What drives unconventional oil production? Of course completions, parent-child, and well spacing all play a huge role — but it all starts with the rocks.
Understanding the impact and relative importance of the different geologic variables requires REGIONAL PERSPECTIVE. Only then do you have sufficient variation in the underlying properties to learn their effects. The combination of machine learning models, explainability datasets, and software for oil and gas developments unlocks Machine Learning Regional Profiles.
We are kicking off our ML Regional Profiles series in the Bakken-Three Forks play of the Williston Basin, North Dakota. In future posts, we’ll move from geology to completions and spacing.
In This Post:
- Using machine learning software for regional profiles
- Results: forecasted unconventional oil production for the Bakken and Three Forks
- Production Driver: the impact of Clay Volume on Bakken production
- Production Driver: the water saturation production driver in the Three Forks Play
- Conclusions: Improving unconventional oil and gas developments
Using machine learning software for regional profiles
Setting up a regional profile in Forecast Engine takes minutes. All you have to do is lay out a series of pads across your Area of Interest. In the video below, I show you how I configured the profile for the Williston, and share some tricks to speed up your own workflows. This profile (or cross-section) will be our framework for the analysis!

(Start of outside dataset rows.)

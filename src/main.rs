use std::path::PathBuf;

use anyhow::Result;
use clap::{Parser, Subcommand};
use petsearch::config::EncoderKind;
use tracing_subscriber::EnvFilter;

mod commands;

use commands::GlobalOptions;

#[derive(Parser)]
#[command(name = "petsearch", version, about = "Semantic search over petitions")]
struct Cli {
   /// Configuration file (defaults to ~/.petsearch/petsearch.toml)
   #[arg(long, global = true, env = "PETSEARCH_CONFIG")]
   config: Option<PathBuf>,

   /// Encoder used to embed titles and queries
   #[arg(long, global = true, value_enum)]
   encoder: Option<EncoderKind>,

   #[command(subcommand)]
   command: Cmd,
}

#[derive(Subcommand)]
enum Cmd {
   /// Rank petitions by similarity to a query
   Search {
      query: String,

      #[arg(short = 'm', long = "max")]
      max: Option<usize>,

      #[arg(long)]
      state: Option<String>,

      #[arg(long)]
      min_signatures: Option<u64>,

      #[arg(long)]
      max_signatures: Option<u64>,

      /// Match on shared words instead of embeddings
      #[arg(long)]
      keyword: bool,

      #[arg(long)]
      json: bool,

      #[arg(long)]
      scores: bool,
   },

   /// Browse the dataset page by page
   List {
      #[arg(long, default_value_t = 0)]
      offset: usize,

      #[arg(long)]
      limit: Option<usize>,

      #[arg(long)]
      state: Option<String>,

      #[arg(long)]
      json: bool,
   },

   /// Dataset-wide counts and signature totals
   Stats {
      #[arg(long)]
      json: bool,
   },

   /// Breakdown of the petitions related to a query
   Analytics {
      query: String,

      /// Minimum similarity for a petition to count as related
      #[arg(long)]
      threshold: Option<f32>,

      #[arg(long)]
      json: bool,
   },

   /// Engine health and embedding readiness
   Status {
      #[arg(long)]
      json: bool,
   },

   /// Run every query in FILE (one per line) concurrently
   Batch {
      file: PathBuf,

      #[arg(short = 'm', long = "max")]
      max: Option<usize>,

      #[arg(long)]
      json: bool,
   },
}

#[tokio::main]
async fn main() -> Result<()> {
   tracing_subscriber::fmt()
      .with_env_filter(
         EnvFilter::try_from_default_env().unwrap_or_else(|_| EnvFilter::new("petsearch=info")),
      )
      .with_writer(std::io::stderr)
      .init();

   let cli = Cli::parse();
   let global = GlobalOptions { config: cli.config, encoder: cli.encoder };

   match cli.command {
      Cmd::Search { query, max, state, min_signatures, max_signatures, keyword, json, scores } => {
         let filters = petsearch::SearchFilters { state, min_signatures, max_signatures };
         let options = commands::search::SearchOptions { keyword, json, scores };
         commands::search::execute(&global, query, max, filters, options).await
      },
      Cmd::List { offset, limit, state, json } => {
         commands::list::execute(&global, offset, limit, state, json).await
      },
      Cmd::Stats { json } => commands::stats::execute(&global, json).await,
      Cmd::Analytics { query, threshold, json } => {
         commands::analytics::execute(&global, query, threshold, json).await
      },
      Cmd::Status { json } => commands::status::execute(&global, json).await,
      Cmd::Batch { file, max, json } => commands::batch::execute(&global, file, max, json).await,
   }
}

Next, we run a forecast set on that regional profile. Our software will make forecasts for each of those unconventional oil well locations. It also generates a production drivers dataset (SHAP values) to show how the model is coming up with its forecasts. Additionally, we configured the completions designs to be 500 lbs/ft, 1.0 ppg fluid, 225′ stages, and lateral lengths to 10,000′ (the big items for unconventional oil and gas development). Though we are focused on regional geology in this post, the same tools can be used for standard shale well planning.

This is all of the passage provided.